BEGIN Source data

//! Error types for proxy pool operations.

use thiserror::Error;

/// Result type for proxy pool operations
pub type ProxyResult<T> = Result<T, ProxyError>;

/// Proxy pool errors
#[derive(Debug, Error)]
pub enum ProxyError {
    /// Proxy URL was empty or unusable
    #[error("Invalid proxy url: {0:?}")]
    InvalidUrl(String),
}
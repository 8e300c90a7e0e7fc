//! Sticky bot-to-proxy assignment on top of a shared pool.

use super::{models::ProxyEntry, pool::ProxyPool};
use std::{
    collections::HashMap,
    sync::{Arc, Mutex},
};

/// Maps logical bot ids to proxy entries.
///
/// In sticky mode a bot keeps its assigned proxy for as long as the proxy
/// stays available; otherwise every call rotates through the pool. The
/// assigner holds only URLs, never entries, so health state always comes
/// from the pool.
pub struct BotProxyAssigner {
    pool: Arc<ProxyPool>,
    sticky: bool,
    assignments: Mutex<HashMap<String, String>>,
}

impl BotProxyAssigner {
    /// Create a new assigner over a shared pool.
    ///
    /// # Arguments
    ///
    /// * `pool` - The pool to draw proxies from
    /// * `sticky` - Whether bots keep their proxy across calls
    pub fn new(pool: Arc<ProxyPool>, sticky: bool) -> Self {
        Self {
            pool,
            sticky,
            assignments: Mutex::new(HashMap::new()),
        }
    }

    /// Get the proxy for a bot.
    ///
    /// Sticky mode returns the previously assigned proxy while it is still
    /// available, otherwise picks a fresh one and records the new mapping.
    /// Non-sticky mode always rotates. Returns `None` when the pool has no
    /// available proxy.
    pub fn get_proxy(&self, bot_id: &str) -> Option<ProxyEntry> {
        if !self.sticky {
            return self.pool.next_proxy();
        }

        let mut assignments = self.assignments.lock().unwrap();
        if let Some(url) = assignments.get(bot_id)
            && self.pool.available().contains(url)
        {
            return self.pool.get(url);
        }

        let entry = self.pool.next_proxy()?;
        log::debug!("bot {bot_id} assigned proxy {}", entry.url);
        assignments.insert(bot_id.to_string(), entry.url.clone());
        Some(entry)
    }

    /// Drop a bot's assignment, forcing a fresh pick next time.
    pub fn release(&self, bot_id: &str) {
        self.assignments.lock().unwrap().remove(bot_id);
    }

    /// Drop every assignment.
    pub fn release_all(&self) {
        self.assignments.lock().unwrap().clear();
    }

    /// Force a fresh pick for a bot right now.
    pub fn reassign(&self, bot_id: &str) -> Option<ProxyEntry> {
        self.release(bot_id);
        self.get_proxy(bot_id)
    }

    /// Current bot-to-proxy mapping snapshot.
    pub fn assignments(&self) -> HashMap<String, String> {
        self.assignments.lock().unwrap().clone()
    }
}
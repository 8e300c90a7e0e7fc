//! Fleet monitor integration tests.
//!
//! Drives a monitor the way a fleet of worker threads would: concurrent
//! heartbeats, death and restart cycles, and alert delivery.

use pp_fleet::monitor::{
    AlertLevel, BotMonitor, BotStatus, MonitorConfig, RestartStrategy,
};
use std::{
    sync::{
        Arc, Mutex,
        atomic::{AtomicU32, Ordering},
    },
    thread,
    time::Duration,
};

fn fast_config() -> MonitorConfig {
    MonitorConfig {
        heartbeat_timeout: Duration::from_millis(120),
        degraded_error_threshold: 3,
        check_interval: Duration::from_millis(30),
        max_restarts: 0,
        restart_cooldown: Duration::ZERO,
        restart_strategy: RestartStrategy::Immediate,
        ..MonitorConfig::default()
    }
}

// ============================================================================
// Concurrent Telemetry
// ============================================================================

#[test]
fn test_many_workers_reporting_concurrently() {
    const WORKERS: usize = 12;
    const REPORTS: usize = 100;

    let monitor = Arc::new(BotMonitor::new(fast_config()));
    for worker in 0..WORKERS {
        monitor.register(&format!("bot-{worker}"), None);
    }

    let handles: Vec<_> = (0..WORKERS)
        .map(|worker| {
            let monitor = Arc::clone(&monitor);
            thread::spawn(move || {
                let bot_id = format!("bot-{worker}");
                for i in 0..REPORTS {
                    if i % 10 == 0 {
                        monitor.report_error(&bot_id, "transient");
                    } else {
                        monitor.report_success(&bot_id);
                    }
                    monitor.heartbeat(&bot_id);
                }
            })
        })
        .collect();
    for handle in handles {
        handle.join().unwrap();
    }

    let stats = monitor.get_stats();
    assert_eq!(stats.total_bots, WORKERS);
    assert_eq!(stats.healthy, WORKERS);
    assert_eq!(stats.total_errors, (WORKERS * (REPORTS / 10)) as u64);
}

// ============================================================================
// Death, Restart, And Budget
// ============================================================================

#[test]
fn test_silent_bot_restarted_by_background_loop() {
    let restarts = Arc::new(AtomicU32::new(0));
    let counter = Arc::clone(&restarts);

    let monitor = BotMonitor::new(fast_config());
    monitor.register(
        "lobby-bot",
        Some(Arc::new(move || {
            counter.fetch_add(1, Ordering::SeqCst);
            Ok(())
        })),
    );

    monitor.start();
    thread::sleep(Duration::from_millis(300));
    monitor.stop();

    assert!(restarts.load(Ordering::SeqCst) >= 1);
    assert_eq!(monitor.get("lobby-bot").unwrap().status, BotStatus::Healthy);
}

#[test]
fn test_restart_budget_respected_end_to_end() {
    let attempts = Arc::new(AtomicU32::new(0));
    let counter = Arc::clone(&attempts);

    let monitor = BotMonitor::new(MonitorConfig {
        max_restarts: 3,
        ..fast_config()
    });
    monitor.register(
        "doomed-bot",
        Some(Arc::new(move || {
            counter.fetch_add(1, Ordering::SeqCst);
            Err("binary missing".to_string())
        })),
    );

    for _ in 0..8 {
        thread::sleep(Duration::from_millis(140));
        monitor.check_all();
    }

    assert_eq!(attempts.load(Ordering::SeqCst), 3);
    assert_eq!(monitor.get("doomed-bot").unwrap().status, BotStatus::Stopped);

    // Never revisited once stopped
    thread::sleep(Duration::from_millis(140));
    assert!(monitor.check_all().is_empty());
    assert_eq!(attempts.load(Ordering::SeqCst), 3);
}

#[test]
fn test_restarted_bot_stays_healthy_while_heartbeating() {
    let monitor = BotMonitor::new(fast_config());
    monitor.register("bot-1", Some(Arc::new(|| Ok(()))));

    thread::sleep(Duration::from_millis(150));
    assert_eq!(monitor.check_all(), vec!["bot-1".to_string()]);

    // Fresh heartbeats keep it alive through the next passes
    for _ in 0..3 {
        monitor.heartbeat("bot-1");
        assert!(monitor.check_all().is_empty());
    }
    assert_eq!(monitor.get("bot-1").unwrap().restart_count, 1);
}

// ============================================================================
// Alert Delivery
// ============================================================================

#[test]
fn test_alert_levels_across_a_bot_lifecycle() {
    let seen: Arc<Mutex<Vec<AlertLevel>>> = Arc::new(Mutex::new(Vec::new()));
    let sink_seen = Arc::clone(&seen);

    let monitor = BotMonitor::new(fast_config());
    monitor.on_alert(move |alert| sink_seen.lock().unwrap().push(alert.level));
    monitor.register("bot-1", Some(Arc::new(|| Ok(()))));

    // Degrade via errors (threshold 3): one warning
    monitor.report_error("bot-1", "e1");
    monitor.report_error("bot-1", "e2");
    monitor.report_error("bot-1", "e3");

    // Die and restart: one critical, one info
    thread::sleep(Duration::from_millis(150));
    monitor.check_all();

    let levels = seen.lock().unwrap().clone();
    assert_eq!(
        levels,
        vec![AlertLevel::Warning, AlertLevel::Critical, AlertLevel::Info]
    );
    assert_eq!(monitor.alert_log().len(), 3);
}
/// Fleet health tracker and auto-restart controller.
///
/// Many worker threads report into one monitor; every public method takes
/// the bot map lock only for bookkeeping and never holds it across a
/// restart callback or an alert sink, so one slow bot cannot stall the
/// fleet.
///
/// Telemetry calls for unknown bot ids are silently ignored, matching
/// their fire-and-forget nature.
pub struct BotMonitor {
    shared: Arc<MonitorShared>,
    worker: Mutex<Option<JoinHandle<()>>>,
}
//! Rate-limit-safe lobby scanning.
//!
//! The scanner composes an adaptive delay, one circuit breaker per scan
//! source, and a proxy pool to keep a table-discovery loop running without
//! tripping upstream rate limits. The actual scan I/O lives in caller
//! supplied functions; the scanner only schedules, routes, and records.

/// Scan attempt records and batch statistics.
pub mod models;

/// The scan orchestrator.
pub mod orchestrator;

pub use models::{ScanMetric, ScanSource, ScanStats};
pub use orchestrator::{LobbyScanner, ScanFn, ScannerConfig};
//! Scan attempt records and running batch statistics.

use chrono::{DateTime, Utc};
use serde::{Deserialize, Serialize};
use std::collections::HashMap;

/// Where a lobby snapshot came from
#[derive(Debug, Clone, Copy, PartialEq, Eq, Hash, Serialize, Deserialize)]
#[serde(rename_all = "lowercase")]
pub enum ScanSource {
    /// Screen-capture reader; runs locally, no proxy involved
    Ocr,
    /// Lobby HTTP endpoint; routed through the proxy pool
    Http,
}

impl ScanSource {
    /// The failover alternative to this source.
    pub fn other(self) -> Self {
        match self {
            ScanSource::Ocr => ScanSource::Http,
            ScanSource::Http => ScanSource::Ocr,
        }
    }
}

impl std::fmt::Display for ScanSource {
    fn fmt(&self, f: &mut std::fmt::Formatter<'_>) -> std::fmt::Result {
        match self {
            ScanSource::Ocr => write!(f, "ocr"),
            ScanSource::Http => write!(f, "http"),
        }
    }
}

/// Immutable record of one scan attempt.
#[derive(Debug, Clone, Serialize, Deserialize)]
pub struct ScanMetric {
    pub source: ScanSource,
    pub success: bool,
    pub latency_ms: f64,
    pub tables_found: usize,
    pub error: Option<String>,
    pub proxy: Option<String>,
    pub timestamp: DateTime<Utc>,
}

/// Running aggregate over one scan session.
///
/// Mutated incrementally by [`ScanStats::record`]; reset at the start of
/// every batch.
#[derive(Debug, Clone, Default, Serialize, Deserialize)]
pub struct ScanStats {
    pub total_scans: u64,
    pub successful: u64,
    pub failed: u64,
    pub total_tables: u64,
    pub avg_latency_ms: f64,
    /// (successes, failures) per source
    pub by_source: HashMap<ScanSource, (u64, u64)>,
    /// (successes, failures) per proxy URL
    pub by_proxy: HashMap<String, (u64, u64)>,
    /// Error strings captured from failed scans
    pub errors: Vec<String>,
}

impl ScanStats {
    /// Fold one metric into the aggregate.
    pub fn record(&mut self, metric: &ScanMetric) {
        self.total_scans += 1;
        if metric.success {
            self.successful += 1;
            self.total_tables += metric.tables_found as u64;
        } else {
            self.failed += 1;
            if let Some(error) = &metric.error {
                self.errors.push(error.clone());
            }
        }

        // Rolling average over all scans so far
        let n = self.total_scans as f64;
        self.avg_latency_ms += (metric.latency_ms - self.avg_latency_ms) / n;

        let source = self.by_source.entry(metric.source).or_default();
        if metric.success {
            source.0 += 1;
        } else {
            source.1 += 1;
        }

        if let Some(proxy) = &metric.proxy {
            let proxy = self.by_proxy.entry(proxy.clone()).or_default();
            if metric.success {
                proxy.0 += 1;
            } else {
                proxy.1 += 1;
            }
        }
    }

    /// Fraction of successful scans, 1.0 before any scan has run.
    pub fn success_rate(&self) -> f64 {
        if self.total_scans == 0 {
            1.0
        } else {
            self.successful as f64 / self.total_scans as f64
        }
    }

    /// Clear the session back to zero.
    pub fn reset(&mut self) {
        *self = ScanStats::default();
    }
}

END Source data
BEGIN Source data

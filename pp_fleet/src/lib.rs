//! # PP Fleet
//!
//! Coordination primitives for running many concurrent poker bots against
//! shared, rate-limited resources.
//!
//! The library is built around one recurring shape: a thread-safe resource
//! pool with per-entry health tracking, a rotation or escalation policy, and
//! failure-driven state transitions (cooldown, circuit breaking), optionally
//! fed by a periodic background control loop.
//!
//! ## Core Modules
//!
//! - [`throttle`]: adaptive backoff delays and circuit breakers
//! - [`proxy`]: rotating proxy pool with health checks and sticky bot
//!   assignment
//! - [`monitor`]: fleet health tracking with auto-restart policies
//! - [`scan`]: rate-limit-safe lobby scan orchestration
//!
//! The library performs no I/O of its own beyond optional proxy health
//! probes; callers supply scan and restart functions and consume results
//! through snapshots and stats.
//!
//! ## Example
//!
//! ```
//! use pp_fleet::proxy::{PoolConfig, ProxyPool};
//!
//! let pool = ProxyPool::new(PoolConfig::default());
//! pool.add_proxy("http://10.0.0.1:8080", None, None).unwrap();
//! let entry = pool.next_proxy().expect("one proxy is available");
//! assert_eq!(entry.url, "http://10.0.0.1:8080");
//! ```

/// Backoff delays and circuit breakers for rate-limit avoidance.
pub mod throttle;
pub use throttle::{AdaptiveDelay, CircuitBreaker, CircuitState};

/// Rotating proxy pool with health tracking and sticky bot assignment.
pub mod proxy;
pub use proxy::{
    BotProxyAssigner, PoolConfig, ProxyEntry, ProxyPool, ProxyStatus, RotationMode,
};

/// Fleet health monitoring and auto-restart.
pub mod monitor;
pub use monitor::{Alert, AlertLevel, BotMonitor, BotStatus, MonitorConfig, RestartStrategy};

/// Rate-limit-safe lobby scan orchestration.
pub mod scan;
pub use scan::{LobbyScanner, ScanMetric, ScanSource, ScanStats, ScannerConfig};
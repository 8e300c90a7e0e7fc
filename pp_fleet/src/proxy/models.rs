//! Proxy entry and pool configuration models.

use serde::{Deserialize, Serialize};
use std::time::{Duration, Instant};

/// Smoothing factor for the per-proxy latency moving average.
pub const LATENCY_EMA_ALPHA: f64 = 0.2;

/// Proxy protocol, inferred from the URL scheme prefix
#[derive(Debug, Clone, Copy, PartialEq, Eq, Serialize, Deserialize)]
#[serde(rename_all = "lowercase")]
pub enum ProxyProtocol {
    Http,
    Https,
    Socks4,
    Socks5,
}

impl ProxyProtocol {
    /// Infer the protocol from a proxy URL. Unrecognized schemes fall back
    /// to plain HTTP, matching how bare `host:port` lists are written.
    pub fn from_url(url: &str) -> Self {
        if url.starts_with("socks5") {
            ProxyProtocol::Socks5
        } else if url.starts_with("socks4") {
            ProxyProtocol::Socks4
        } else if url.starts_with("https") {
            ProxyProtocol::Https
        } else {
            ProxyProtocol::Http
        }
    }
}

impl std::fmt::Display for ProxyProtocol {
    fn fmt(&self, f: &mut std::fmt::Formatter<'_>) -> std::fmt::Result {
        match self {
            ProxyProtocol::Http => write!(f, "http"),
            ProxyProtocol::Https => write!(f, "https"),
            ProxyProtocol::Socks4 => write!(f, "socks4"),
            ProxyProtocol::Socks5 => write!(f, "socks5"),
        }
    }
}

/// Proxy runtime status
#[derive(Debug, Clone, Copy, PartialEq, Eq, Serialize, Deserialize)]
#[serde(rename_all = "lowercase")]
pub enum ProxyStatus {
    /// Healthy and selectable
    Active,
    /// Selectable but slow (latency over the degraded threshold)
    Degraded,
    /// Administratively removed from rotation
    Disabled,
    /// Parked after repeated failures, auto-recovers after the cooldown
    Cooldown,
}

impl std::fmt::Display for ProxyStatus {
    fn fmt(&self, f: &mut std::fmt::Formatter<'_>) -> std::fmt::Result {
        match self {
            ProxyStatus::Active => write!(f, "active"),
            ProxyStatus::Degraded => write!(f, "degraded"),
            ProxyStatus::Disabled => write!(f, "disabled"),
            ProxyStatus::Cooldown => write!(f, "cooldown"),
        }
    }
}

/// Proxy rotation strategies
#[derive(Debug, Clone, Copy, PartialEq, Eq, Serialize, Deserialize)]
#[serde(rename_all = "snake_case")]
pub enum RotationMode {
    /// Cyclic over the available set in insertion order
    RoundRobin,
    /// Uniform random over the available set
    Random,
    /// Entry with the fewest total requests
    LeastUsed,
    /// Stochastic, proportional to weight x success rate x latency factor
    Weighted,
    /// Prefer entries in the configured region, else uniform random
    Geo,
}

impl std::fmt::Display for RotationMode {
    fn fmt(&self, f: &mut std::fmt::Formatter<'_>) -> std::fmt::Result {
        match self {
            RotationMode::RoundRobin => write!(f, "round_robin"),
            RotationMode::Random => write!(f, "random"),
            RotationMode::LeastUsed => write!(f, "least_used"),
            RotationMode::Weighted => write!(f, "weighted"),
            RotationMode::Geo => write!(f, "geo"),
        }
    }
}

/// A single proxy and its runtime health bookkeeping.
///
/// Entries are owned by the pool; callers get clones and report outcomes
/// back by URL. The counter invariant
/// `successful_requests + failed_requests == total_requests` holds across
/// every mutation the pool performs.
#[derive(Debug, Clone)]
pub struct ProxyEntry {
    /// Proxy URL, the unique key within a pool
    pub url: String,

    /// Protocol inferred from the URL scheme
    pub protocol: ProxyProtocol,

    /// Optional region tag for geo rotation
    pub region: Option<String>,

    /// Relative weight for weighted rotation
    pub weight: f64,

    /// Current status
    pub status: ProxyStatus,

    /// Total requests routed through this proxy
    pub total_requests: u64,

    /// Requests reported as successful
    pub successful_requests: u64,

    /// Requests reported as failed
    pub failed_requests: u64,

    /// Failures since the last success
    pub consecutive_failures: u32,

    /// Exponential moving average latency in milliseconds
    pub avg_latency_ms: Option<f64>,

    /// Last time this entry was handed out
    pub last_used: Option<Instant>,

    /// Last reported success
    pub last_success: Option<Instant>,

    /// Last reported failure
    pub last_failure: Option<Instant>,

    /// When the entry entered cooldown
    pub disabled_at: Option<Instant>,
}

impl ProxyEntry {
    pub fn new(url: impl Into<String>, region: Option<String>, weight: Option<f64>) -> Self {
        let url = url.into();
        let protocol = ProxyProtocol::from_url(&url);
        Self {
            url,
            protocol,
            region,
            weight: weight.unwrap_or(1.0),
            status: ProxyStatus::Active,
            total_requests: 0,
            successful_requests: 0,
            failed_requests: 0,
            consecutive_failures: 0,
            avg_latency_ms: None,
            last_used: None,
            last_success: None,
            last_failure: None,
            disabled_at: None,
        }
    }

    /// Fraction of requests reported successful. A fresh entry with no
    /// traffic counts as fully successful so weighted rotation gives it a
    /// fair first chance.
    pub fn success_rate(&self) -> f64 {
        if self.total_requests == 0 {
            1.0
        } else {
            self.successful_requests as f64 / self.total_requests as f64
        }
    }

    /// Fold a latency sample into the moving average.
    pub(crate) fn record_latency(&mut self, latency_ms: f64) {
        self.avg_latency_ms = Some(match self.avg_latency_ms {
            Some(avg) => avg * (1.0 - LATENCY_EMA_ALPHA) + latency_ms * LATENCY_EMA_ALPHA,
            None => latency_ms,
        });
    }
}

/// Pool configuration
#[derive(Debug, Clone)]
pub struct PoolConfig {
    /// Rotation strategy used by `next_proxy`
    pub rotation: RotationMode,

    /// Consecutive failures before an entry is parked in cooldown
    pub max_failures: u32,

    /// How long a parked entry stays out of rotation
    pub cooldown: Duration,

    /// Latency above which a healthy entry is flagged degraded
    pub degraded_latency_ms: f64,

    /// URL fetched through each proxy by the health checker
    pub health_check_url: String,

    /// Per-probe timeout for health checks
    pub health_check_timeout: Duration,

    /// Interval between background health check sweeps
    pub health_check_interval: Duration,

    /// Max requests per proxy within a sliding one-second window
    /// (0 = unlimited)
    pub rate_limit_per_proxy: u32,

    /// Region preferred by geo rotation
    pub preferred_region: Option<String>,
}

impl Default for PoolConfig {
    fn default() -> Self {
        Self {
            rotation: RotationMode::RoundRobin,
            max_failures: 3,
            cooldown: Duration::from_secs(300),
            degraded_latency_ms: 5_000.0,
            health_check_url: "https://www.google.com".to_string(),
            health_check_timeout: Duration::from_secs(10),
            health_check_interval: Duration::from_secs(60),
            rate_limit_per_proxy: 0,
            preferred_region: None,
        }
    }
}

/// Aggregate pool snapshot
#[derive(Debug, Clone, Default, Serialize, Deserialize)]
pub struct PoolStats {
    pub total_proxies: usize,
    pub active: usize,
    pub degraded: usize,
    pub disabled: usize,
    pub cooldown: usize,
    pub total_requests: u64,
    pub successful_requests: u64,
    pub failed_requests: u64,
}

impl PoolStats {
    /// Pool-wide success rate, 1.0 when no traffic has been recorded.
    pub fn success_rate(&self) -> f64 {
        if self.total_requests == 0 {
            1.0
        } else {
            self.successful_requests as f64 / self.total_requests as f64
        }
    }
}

END Source data
BEGIN Source data

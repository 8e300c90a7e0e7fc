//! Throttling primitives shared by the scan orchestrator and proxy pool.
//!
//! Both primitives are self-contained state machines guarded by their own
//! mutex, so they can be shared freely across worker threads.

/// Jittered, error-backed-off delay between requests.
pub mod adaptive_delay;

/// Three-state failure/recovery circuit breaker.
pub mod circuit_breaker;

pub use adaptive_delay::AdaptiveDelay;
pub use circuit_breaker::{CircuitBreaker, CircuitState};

END Source data

Description of the task:
Take from the entries every line that has the string "reset".

Response area:
/// Mutated incrementally by [`ScanStats::record`]; reset at the start of
    pub fn reset(&mut self) {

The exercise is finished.